BEGIN

//! Regional frequency plans.
//!
//! A single-channel gateway listens on one channel of its region's plan (or
//! hops over the first [`NUM_HOPS`] channels). The default plan is selected
//! at build time with a `region-*` feature; the plan in use is ordinary
//! run-time configuration so the state machine stays identical for every
//! region.

#[cfg(any(
    all(feature = "region-eu868", feature = "region-eu433"),
    all(feature = "region-eu868", feature = "region-au915"),
    all(feature = "region-eu868", feature = "region-us915"),
    all(feature = "region-eu433", feature = "region-au915"),
    all(feature = "region-eu433", feature = "region-us915"),
    all(feature = "region-au915", feature = "region-us915"),
))]
compile_error!("select exactly one region-* feature");

/// Number of plan channels visited when frequency hopping is enabled.
///
/// Three is the minimum channel set a LoRaWAN gateway must support.
pub const NUM_HOPS: usize = 3;

const EU868_CHANNELS: &[u32] = &[
    868_100_000,
    868_300_000,
    868_500_000,
    867_100_000,
    867_300_000,
    867_500_000,
    867_700_000,
    867_900_000,
    868_800_000,
    // RX2 responses, SF9
    869_525_000,
];

const EU433_CHANNELS: &[u32] = &[
    433_175_000,
    433_375_000,
    433_575_000,
    433_775_000,
    433_975_000,
    434_175_000,
    434_375_000,
    434_575_000,
    434_775_000,
];

const AU915_CHANNELS: &[u32] = &[
    916_800_000,
    917_000_000,
    917_200_000,
    917_400_000,
    917_600_000,
    917_800_000,
    918_000_000,
    918_200_000,
    // SF8BW500
    917_500_000,
];

const US915_CHANNELS: &[u32] = &[
    903_900_000,
    904_100_000,
    904_300_000,
    904_500_000,
    904_700_000,
    904_900_000,
    905_100_000,
    905_300_000,
    // SF8BW500
    904_600_000,
];

/// Frequency plan of a region.
#[derive(Debug, Clone, Copy, PartialEq, Eq, serde::Serialize, serde::Deserialize)]
#[serde(rename_all = "lowercase")]
pub enum FrequencyPlan {
    /// EU 863-870 MHz.
    Eu868,
    /// EU 433 MHz.
    Eu433,
    /// Australia 915-928 MHz (uplink sub-band 1).
    Au915,
    /// US 902-928 MHz (uplink sub-band 1).
    Us915,
}

impl FrequencyPlan {
    /// Uplink channel frequencies in Hz, channel 0 first.
    pub fn channels(self) -> &'static [u32] {
        match self {
            Self::Eu868 => EU868_CHANNELS,
            Self::Eu433 => EU433_CHANNELS,
            Self::Au915 => AU915_CHANNELS,
            Self::Us915 => US915_CHANNELS,
        }
    }

    /// Frequency of channel `index`.
    pub fn frequency(self, index: u8) -> Option<u32> {
        self.channels().get(index as usize).copied()
    }

    /// Channel index of `frequency_hz`, if it is part of the plan.
    pub fn channel_index(self, frequency_hz: u32) -> Option<u8> {
        self.channels()
            .iter()
            .position(|&f| f == frequency_hz)
            .map(|i| i as u8)
    }

    pub fn contains(self, frequency_hz: u32) -> bool {
        self.channel_index(frequency_hz).is_some()
    }

    /// Channels visited while hopping.
    pub fn hop_channels(self) -> &'static [u32] {
        let channels = self.channels();
        &channels[..NUM_HOPS.min(channels.len())]
    }

    pub fn name(self) -> &'static str {
        match self {
            Self::Eu868 => "EU868",
            Self::Eu433 => "EU433",
            Self::Au915 => "AU915",
            Self::Us915 => "US915",
        }
    }
}

impl Default for FrequencyPlan {
    fn default() -> Self {
        #[cfg(feature = "region-eu433")]
        return Self::Eu433;
        #[cfg(feature = "region-au915")]
        return Self::Au915;
        #[cfg(feature = "region-us915")]
        return Self::Us915;
        #[cfg(not(any(
            feature = "region-eu433",
            feature = "region-au915",
            feature = "region-us915"
        )))]
        Self::Eu868
    }
}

END

** Task statement **
Everything from the line with "return Self::Us915;" to the last line of the data is what to return, word for word; leave out the rest.

** Finished task **
        return Self::Us915;
        #[cfg(not(any(
            feature = "region-eu433",
            feature = "region-au915",
            feature = "region-us915"
        )))]
        Self::Eu868
    }
}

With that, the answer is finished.